# What is expected:
Look through the listing underneath for "while", and copy every line that has it.

# Data to use:

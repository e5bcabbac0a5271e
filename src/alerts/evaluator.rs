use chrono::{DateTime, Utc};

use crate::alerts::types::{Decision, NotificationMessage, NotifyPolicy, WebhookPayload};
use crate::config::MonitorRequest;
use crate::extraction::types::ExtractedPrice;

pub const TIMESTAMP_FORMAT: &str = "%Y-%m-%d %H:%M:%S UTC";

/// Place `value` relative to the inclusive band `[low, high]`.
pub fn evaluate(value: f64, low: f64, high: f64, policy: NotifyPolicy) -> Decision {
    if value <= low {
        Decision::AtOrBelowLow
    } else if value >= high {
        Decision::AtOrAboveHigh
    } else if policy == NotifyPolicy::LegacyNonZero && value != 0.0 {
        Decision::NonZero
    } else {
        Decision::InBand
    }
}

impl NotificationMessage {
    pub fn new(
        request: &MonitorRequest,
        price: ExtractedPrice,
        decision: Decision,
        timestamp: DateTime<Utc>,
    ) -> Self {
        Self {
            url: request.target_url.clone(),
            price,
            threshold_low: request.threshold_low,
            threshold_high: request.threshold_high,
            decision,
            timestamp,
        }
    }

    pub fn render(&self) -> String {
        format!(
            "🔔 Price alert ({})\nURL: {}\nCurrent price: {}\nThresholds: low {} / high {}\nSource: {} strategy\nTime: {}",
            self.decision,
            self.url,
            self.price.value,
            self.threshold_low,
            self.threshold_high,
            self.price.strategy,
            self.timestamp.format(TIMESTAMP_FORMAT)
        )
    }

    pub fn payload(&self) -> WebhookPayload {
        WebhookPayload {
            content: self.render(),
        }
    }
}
==
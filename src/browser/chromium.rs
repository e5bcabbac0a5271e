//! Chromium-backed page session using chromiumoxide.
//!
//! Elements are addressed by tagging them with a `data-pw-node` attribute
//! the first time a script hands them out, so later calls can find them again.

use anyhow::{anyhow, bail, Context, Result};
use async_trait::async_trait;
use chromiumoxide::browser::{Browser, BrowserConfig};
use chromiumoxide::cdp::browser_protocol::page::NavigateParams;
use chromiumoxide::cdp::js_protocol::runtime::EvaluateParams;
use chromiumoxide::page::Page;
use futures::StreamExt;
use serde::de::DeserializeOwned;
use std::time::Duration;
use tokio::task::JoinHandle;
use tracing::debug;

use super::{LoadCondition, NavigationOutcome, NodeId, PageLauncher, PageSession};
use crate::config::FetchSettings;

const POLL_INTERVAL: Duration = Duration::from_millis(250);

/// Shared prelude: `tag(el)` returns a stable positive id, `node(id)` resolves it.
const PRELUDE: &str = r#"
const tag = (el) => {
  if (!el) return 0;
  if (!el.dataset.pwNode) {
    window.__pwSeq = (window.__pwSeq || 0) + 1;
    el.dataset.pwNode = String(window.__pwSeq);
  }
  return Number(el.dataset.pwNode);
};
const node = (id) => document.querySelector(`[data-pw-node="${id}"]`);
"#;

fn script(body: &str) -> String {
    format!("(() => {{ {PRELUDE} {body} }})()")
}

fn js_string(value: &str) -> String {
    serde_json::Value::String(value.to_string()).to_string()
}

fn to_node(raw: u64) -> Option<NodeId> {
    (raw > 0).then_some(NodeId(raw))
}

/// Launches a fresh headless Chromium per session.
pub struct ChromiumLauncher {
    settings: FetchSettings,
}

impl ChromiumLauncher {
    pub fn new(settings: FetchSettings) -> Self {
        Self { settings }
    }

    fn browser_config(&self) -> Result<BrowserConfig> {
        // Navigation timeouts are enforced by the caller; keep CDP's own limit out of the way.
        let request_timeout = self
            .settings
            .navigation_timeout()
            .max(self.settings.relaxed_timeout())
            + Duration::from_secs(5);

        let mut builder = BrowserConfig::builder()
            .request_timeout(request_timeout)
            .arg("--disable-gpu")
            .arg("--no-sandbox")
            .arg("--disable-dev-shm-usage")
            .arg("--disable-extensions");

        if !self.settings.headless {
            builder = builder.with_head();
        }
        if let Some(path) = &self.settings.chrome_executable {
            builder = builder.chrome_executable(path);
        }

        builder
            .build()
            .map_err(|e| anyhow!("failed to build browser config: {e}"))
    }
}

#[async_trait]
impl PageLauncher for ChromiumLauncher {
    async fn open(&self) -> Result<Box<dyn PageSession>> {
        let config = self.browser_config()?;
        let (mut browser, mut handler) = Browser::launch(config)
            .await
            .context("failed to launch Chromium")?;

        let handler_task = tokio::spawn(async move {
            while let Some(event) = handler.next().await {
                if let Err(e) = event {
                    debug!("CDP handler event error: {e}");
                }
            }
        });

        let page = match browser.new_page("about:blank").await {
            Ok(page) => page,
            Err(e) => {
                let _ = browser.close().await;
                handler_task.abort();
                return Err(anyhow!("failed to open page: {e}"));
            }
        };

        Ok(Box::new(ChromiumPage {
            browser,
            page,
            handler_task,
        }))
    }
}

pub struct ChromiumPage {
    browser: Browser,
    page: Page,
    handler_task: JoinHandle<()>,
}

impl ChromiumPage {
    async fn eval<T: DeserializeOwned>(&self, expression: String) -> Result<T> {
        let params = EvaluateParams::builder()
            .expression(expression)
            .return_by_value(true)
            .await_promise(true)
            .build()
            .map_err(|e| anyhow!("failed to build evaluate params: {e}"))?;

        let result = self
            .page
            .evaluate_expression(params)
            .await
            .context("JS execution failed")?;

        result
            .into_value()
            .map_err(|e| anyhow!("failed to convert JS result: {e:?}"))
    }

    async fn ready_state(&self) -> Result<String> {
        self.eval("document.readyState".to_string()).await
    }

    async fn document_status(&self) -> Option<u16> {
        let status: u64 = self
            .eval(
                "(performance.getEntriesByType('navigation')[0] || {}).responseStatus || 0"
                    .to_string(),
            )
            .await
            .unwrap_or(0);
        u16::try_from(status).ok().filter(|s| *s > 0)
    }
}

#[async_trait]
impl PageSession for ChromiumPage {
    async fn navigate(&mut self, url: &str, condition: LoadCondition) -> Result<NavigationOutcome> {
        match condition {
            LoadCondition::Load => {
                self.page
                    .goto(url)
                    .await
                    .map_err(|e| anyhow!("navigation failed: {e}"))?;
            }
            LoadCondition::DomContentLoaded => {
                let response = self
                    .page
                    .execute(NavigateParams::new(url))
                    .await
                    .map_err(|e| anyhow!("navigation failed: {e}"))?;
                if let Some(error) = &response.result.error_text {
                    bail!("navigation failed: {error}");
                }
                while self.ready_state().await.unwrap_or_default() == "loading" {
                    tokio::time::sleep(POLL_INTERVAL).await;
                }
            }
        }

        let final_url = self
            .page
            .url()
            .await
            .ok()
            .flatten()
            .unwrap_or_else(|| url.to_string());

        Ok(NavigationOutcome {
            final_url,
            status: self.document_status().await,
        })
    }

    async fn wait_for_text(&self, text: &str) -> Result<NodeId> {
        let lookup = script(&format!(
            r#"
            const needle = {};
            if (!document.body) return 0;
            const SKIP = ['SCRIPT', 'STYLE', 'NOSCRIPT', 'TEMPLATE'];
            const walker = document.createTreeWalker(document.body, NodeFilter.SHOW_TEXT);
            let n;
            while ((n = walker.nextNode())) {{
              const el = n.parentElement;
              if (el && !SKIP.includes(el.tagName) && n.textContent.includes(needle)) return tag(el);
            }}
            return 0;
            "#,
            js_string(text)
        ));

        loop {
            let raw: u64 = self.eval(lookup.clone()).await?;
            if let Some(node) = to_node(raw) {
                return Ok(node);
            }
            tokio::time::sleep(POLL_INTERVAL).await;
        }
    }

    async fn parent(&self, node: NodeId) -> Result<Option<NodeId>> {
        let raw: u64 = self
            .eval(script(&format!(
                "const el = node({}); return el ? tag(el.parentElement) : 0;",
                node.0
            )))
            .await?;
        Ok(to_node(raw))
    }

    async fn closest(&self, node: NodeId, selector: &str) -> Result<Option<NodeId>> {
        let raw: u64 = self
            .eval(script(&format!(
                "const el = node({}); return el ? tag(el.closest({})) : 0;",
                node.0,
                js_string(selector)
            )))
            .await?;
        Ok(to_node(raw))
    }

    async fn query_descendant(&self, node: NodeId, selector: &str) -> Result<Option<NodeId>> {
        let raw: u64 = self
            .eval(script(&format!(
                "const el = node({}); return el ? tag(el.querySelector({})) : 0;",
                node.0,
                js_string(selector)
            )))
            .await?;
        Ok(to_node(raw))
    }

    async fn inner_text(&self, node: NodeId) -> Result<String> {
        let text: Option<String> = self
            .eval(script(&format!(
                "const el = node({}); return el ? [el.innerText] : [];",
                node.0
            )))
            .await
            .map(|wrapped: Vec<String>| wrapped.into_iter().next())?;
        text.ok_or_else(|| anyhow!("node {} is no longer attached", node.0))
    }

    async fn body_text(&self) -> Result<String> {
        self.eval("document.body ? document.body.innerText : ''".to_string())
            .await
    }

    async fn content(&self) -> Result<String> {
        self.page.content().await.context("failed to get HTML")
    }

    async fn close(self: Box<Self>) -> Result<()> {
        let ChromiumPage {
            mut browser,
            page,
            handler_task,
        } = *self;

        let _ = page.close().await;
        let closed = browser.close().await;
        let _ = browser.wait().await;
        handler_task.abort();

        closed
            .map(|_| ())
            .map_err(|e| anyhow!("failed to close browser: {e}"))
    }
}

# Output:
            while let Some(event) = handler.next().await {
                while self.ready_state().await.unwrap_or_default() == "loading" {
            while ((n = walker.nextNode())) {{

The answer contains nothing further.